Times have changedRoy Williams, president of the Greater Oklahoma City Chamber, thinks the times are definitely different from the last "boom.” He said energy alone isn't keeping the local market humming. Likewise, Williams thinks Oklahoma may be immune from the housing crisis that is driving down the national economy. "We don't have a highly speculative market here,” Williams said. "A lot of other cities have very aggressive speculative builders. We don't. We tend to have highly conservative builders who tend to build for the market instead of what the market might become.” Oklahoma's economy is also less dependent on manufacturing, which Williams suggests may also add to relative financial stability.
Not all agreeTim O'Connor argues that the decline in manufacturing hasn't been supplanted with equal or better jobs. O'Connor, president of the Oklahoma Labor Federation and one of 1,500 who lost their jobs last year at Dayton Tire Co., reports he is making far less working at an insurance agency than the $22 an hour he earned at the plant. "I was fortunate that I was one of about 400 of us who qualified for the retirement package that was offered,” O'Connor said. "Things would be pretty tight at my house without the retirement and medical benefits I got. "I hear all these rosy pictures, and when I see $20 an hour jobs leaving and call centers taking their place, that's not a good trade-off,” O'Connor said. Williams is confident Oklahoma won't face the same hang-over it did in 1983. Back in 1983, Williams said, oil prices hitting $40 a barrel threatened to put energy companies out of business if they dropped by half. "Today, if prices got cut in half, these companies would still be very profitable. ... We're in a very different situation — we just don't have that scenario of boom and bust anymore.”
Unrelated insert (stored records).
//! Source-shaped payloads, one variant per fetcher.
//!
//! API-backed sources deserialize straight into these types. HTML-backed sources
//! scrape into them during `fetch`, so `parse` never touches markup.

use std::fmt;

use chrono::{DateTime, TimeZone, Utc};
use oppscout_core::text::parse_date_loose;
use serde::{Deserialize, Serialize};

#[derive(Debug, Clone, PartialEq, Serialize, Deserialize)]
#[serde(tag = "kind", rename_all = "snake_case")]
pub enum RawItem {
    Reddit(RedditPost),
    Superteam(SuperteamListing),
    DoraHacks(DoraHacksHackathon),
    Sherlock(SherlockContest),
    Questbook(QuestbookGrant),
    HackQuest(HackQuestHackathon),
    Code4rena(Code4renaContest),
    EthGlobal(EthGlobalEvent),
    Devpost(DevpostTile),
    Manual(ManualEntry),
}

impl RawItem {
    pub fn kind(&self) -> &'static str {
        match self {
            RawItem::Reddit(_) => "reddit",
            RawItem::Superteam(_) => "superteam",
            RawItem::DoraHacks(_) => "dora_hacks",
            RawItem::Sherlock(_) => "sherlock",
            RawItem::Questbook(_) => "questbook",
            RawItem::HackQuest(_) => "hack_quest",
            RawItem::Code4rena(_) => "code4rena",
            RawItem::EthGlobal(_) => "eth_global",
            RawItem::Devpost(_) => "devpost",
            RawItem::Manual(_) => "manual",
        }
    }
}

/// A JSON scalar some APIs send as either a string or a number.
#[derive(Debug, Clone, PartialEq, Serialize, Deserialize)]
#[serde(untagged)]
pub enum FlexibleNumber {
    Number(serde_json::Number),
    Text(String),
}

impl FlexibleNumber {
    pub fn is_blank(&self) -> bool {
        matches!(self, FlexibleNumber::Text(t) if t.trim().is_empty())
    }
}

impl fmt::Display for FlexibleNumber {
    fn fmt(&self, f: &mut fmt::Formatter<'_>) -> fmt::Result {
        match self {
            FlexibleNumber::Number(n) => write!(f, "{n}"),
            FlexibleNumber::Text(t) => f.write_str(t.trim()),
        }
    }
}

#[derive(Debug, Clone, Copy, PartialEq, Eq)]
pub enum EpochUnit {
    Seconds,
    Millis,
}

/// Either a unix epoch integer or a date string.
#[derive(Debug, Clone, PartialEq, Serialize, Deserialize)]
#[serde(untagged)]
pub enum Timestamp {
    Epoch(i64),
    Text(String),
}

impl Timestamp {
    pub fn to_datetime(&self, unit: EpochUnit) -> Option<DateTime<Utc>> {
        match self {
            Timestamp::Epoch(value) => match unit {
                EpochUnit::Seconds => Utc.timestamp_opt(*value, 0).single(),
                EpochUnit::Millis => Utc.timestamp_millis_opt(*value).single(),
            },
            Timestamp::Text(text) => parse_date_loose(text),
        }
    }
}

#[derive(Debug, Clone, PartialEq, Serialize, Deserialize)]
pub struct RedditPost {
    pub id: String,
    #[serde(default)]
    pub title: String,
    #[serde(default)]
    pub selftext: String,
    #[serde(default)]
    pub url: Option<String>,
    #[serde(default)]
    pub permalink: Option<String>,
    #[serde(default)]
    pub subreddit: String,
    #[serde(default)]
    pub created_utc: Option<f64>,
    #[serde(default)]
    pub score: i64,
}

#[derive(Debug, Deserialize)]
pub(crate) struct RedditListing {
    pub data: RedditListingData,
}

#[derive(Debug, Deserialize)]
pub(crate) struct RedditListingData {
    #[serde(default)]
    pub children: Vec<RedditChild>,
}

#[derive(Debug, Deserialize)]
pub(crate) struct RedditChild {
    pub data: RedditPost,
}

#[derive(Debug, Clone, PartialEq, Serialize, Deserialize)]
pub struct SuperteamReward {
    #[serde(default)]
    pub amount: Option<FlexibleNumber>,
    #[serde(default)]
    pub value: Option<FlexibleNumber>,
    #[serde(default)]
    pub token: Option<String>,
}

/// Skills come as plain names or as `{ "skills": "Frontend", "subskills": [...] }` groups.
#[derive(Debug, Clone, PartialEq, Serialize, Deserialize)]
#[serde(untagged)]
pub enum SkillEntry {
    Name(String),
    Group { skills: String },
}

impl SkillEntry {
    pub fn name(&self) -> &str {
        match self {
            SkillEntry::Name(name) => name,
            SkillEntry::Group { skills } => skills,
        }
    }
}

#[derive(Debug, Clone, PartialEq, Serialize, Deserialize)]
#[serde(rename_all = "camelCase")]
pub struct SuperteamListing {
    #[serde(default)]
    pub id: Option<FlexibleNumber>,
    #[serde(default)]
    pub slug: Option<String>,
    #[serde(default)]
    pub title: String,
    #[serde(default)]
    pub description: String,
    #[serde(default, rename = "type")]
    pub listing_type: Option<String>,
    #[serde(default)]
    pub rewards: Option<SuperteamReward>,
    #[serde(default)]
    pub reward_amount: Option<FlexibleNumber>,
    #[serde(default)]
    pub token: Option<String>,
    #[serde(default)]
    pub deadline: Option<Timestamp>,
    #[serde(default)]
    pub skills: Vec<SkillEntry>,
}

#[derive(Debug, Deserialize)]
#[serde(untagged)]
pub(crate) enum SuperteamResponse {
    List(Vec<SuperteamListing>),
    Wrapped {
        #[serde(default, alias = "data")]
        listings: Vec<SuperteamListing>,
    },
}

impl SuperteamResponse {
    pub fn into_listings(self) -> Vec<SuperteamListing> {
        match self {
            SuperteamResponse::List(listings) => listings,
            SuperteamResponse::Wrapped { listings } => listings,
        }
    }
}

#[derive(Debug, Clone, PartialEq, Serialize, Deserialize)]
pub struct DoraHacksHackathon {
    #[serde(alias = "id")]
    pub hackathon_id: FlexibleNumber,
    #[serde(default, alias = "title")]
    pub name: Option<String>,
    #[serde(default)]
    pub description: String,
    #[serde(default)]
    pub total_prize: Option<FlexibleNumber>,
    #[serde(default)]
    pub end_time: Option<Timestamp>,
    #[serde(default)]
    pub tags: Vec<String>,
}

#[derive(Debug, Deserialize)]
pub(crate) struct DoraHacksResponse {
    #[serde(default)]
    pub data: Vec<DoraHacksHackathon>,
}

/// Audit contest from Sherlock's contest API; amounts are USDC.
#[derive(Debug, Clone, PartialEq, Serialize, Deserialize)]
pub struct SherlockContest {
    pub id: FlexibleNumber,
    #[serde(default)]
    pub title: String,
    #[serde(default, alias = "description")]
    pub short_description: String,
    #[serde(default, alias = "prize")]
    pub prize_pool: Option<FlexibleNumber>,
    #[serde(default, alias = "deadline")]
    pub ends_at: Option<Timestamp>,
    #[serde(default)]
    pub status: Option<String>,
}

#[derive(Debug, Deserialize)]
#[serde(untagged)]
pub(crate) enum SherlockResponse {
    List(Vec<SherlockContest>),
    Wrapped {
        #[serde(default)]
        items: Vec<SherlockContest>,
    },
}

impl SherlockResponse {
    pub fn into_contests(self) -> Vec<SherlockContest> {
        match self {
            SherlockResponse::List(contests) => contests,
            SherlockResponse::Wrapped { items } => items,
        }
    }
}

/// Grant funding as `{ "amount": "50,000", "token": "MATIC" }` or a bare figure.
#[derive(Debug, Clone, PartialEq, Serialize, Deserialize)]
#[serde(untagged)]
pub enum QuestbookReward {
    Detailed {
        #[serde(default, alias = "value")]
        amount: Option<FlexibleNumber>,
        #[serde(default, alias = "currency")]
        token: Option<String>,
    },
    Flat(FlexibleNumber),
}

#[derive(Debug, Clone, PartialEq, Serialize, Deserialize)]
pub struct QuestbookGrant {
    #[serde(default, alias = "grant_id")]
    pub id: Option<FlexibleNumber>,
    #[serde(default, alias = "name")]
    pub title: String,
    #[serde(default, alias = "summary")]
    pub description: String,
    #[serde(default, alias = "funding")]
    pub reward: Option<QuestbookReward>,
    #[serde(default, alias = "end_date")]
    pub deadline: Option<Timestamp>,
    #[serde(default, alias = "network")]
    pub chain: Option<String>,
    #[serde(default)]
    pub tags: Vec<String>,
    #[serde(default)]
    pub required_skills: Vec<String>,
}

#[derive(Debug, Deserialize)]
#[serde(untagged)]
pub(crate) enum QuestbookResponse {
    List(Vec<QuestbookGrant>),
    Wrapped {
        #[serde(default, alias = "data")]
        grants: Vec<QuestbookGrant>,
    },
}

impl QuestbookResponse {
    pub fn into_grants(self) -> Vec<QuestbookGrant> {
        match self {
            QuestbookResponse::List(grants) => grants,
            QuestbookResponse::Wrapped { grants } => grants,
        }
    }
}

#[derive(Debug, Clone, PartialEq, Serialize, Deserialize)]
pub struct HackQuestHackathon {
    #[serde(default)]
    pub id: Option<FlexibleNumber>,
    #[serde(default, alias = "name")]
    pub title: String,
    #[serde(default)]
    pub description: String,
    #[serde(default, alias = "link")]
    pub url: Option<String>,
    #[serde(default, alias = "reward")]
    pub prize: Option<FlexibleNumber>,
    #[serde(default, alias = "end_date")]
    pub deadline: Option<Timestamp>,
    #[serde(default)]
    pub chain: Option<String>,
}

#[derive(Debug, Deserialize)]
#[serde(untagged)]
pub(crate) enum HackQuestResponse {
    List(Vec<HackQuestHackathon>),
    Wrapped {
        #[serde(default, alias = "hackathons")]
        data: Vec<HackQuestHackathon>,
    },
}

impl HackQuestResponse {
    pub fn into_hackathons(self) -> Vec<HackQuestHackathon> {
        match self {
            HackQuestResponse::List(hackathons) => hackathons,
            HackQuestResponse::Wrapped { data } => data,
        }
    }
}

#[derive(Debug, Clone, PartialEq, Serialize, Deserialize)]
pub struct Code4renaContest {
    pub title: String,
    pub url: String,
    pub prize: Option<String>,
    pub description: Option<String>,
    pub end_date: Option<String>,
}

#[derive(Debug, Clone, PartialEq, Serialize, Deserialize)]
pub struct EthGlobalEvent {
    pub title: String,
    pub url: String,
    pub date_text: Option<String>,
    pub description: Option<String>,
    pub prize: Option<String>,
}

#[derive(Debug, Clone, PartialEq, Serialize, Deserialize)]
pub struct DevpostTile {
    pub title: String,
    pub url: String,
    pub prize: Option<String>,
    pub themes: Vec<String>,
    pub submission_period: Option<String>,
    pub host: Option<String>,
}

#[derive(Debug, Clone, Deserialize)]
pub(crate) struct DevpostTheme {
    pub name: String,
}

/// One entry of Devpost's hackathon search API, the data its listing page renders from.
#[derive(Debug, Clone, Deserialize)]
pub(crate) struct DevpostApiHackathon {
    pub title: String,
    pub url: String,
    /// Carries inline markup, e.g. `$<span data-currency-value>10,000</span>`.
    #[serde(default)]
    pub prize_amount: Option<String>,
    #[serde(default)]
    pub themes: Vec<DevpostTheme>,
    #[serde(default)]
    pub submission_period_dates: Option<String>,
    #[serde(default)]
    pub organization_name: Option<String>,
}

#[derive(Debug, Deserialize)]
pub(crate) struct DevpostApiResponse {
    #[serde(default)]
    pub hackathons: Vec<DevpostApiHackathon>,
}

/// A hand-curated entry; the shape mirrors the candidate fields directly.
#[derive(Debug, Clone, PartialEq, Serialize, Deserialize)]
pub struct ManualEntry {
    #[serde(default)]
    pub id: Option<String>,
    pub title: String,
    #[serde(default)]
    pub description: String,
    pub url: String,
    #[serde(default)]
    pub category: Option<String>,
    #[serde(default)]
    pub chain: Option<String>,
    #[serde(default)]
    pub reward_pool: Option<String>,
    #[serde(default)]
    pub deadline: Option<String>,
    #[serde(default)]
    pub tags: Vec<String>,
    #[serde(default)]
    pub required_skills: Vec<String>,
}

#[cfg(test)]
mod tests {
    use super::*;

    #[test]
    fn superteam_accepts_bare_and_wrapped_lists() {
        let bare: SuperteamResponse =
            serde_json::from_str(r#"[{"id":"a","title":"T","rewards":{"amount":"5,000","token":"USDC"}}]"#)
                .unwrap();
        assert_eq!(bare.into_listings().len(), 1);

        let wrapped: SuperteamResponse =
            serde_json::from_str(r#"{"data":[{"id":7,"title":"T","deadline":1773964800000}]}"#).unwrap();
        let listings = wrapped.into_listings();
        assert_eq!(listings[0].id, Some(FlexibleNumber::Number(7.into())));
        assert_eq!(
            listings[0]
                .deadline
                .as_ref()
                .and_then(|d| d.to_datetime(EpochUnit::Millis))
                .map(|d| d.to_rfc3339()),
            Some("2026-03-20T00:00:00+00:00".to_string())
        );
    }

    #[test]
    fn timestamps_accept_epochs_and_text() {
        let secs = Timestamp::Epoch(1_772_668_800);
        assert_eq!(
            secs.to_datetime(EpochUnit::Seconds).map(|d| d.date_naive().to_string()),
            Some("2026-03-05".into())
        );
        let text = Timestamp::Text("2026-03-05T00:00:00Z".into());
        assert_eq!(text.to_datetime(EpochUnit::Seconds), secs.to_datetime(EpochUnit::Seconds));
        assert_eq!(Timestamp::Text("soon".into()).to_datetime(EpochUnit::Millis), None);
    }

    #[test]
    fn skill_entries_read_both_shapes() {
        let skills: Vec<SkillEntry> =
            serde_json::from_str(r#"["Rust", {"skills": "Frontend", "subskills": ["React"]}]"#).unwrap();
        let names: Vec<&str> = skills.iter().map(SkillEntry::name).collect();
        assert_eq!(names, vec!["Rust", "Frontend"]);
    }

    #[test]
    fn questbook_rewards_read_both_shapes() {
        let grants: QuestbookResponse = serde_json::from_str(
            r#"{"grants":[{"id":"a","title":"T","reward":{"amount":"50,000","token":"MATIC"}},
                          {"grant_id":9,"name":"U","funding":25000}]}"#,
        )
        .unwrap();
        let grants = grants.into_grants();
        assert_eq!(
            grants[0].reward,
            Some(QuestbookReward::Detailed {
                amount: Some(FlexibleNumber::Text("50,000".into())),
                token: Some("MATIC".into()),
            })
        );
        assert_eq!(grants[1].id, Some(FlexibleNumber::Number(9.into())));
        assert_eq!(grants[1].reward, Some(QuestbookReward::Flat(FlexibleNumber::Number(25000.into()))));
    }

    #[test]
    fn sherlock_and_hackquest_accept_bare_lists() {
        let contests: SherlockResponse =
            serde_json::from_str(r#"[{"id":142,"title":"Pendle","prize_pool":150000,"ends_at":1773532800}]"#)
                .unwrap();
        assert_eq!(contests.into_contests()[0].prize_pool, Some(FlexibleNumber::Number(150000.into())));

        let hackathons: HackQuestResponse =
            serde_json::from_str(r#"{"hackathons":[{"name":"Sui Overflow","link":"https://x.io/sui"}]}"#).unwrap();
        let hackathons = hackathons.into_hackathons();
        assert_eq!(hackathons[0].title, "Sui Overflow");
        assert_eq!(hackathons[0].url.as_deref(), Some("https://x.io/sui"));
    }

    #[test]
    fn raw_items_are_tagged_by_kind() {
        let item = RawItem::Manual(ManualEntry {
            id: None,
            title: "Grant".into(),
            description: String::new(),
            url: "https://x.org".into(),
            category: None,
            chain: None,
            reward_pool: None,
            deadline: None,
            tags: vec![],
            required_skills: vec![],
        });
        let json = serde_json::to_value(&item).unwrap();
        assert_eq!(json["kind"], "manual");
        assert_eq!(item.kind(), "manual");
    }
}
Bucking the trendsExecutive headhunter James Farris closely follows economic trends. "What I've found is we tend to lag behind the East and West Coasts,” Farris said. "When you see a dip come there, it's generally a while before it gets here.” Farris recalls during the 2001 national recession, he only noticed problems related to companies with national operations. "Some of the companies that we had as clients — national companies — they were the ones taking a hit in their other operations and it was then that Oklahoma City was affected,” Farris said. "Oklahoma City was having to justify costs and expenses across the national spectrum.” Lynn Gray, chief economist at the Oklahoma Employment Security Commission, tracked recessions back to the late 1970s and discovered a pattern in unemployment data: During the double-dip recessions of 1980 and 1981, Oklahoma's unemployment peaked at 5.6 percent and 9.2 percent, while the national rate hit 7.7 percent and 10.8 percent. A similar divergence was recorded during the 1991 recession when the national rate hit 6.8 percent while Oklahoma's peaked at 5.9 percent. It was only during the most recent recession — 2001 — that the rates came close.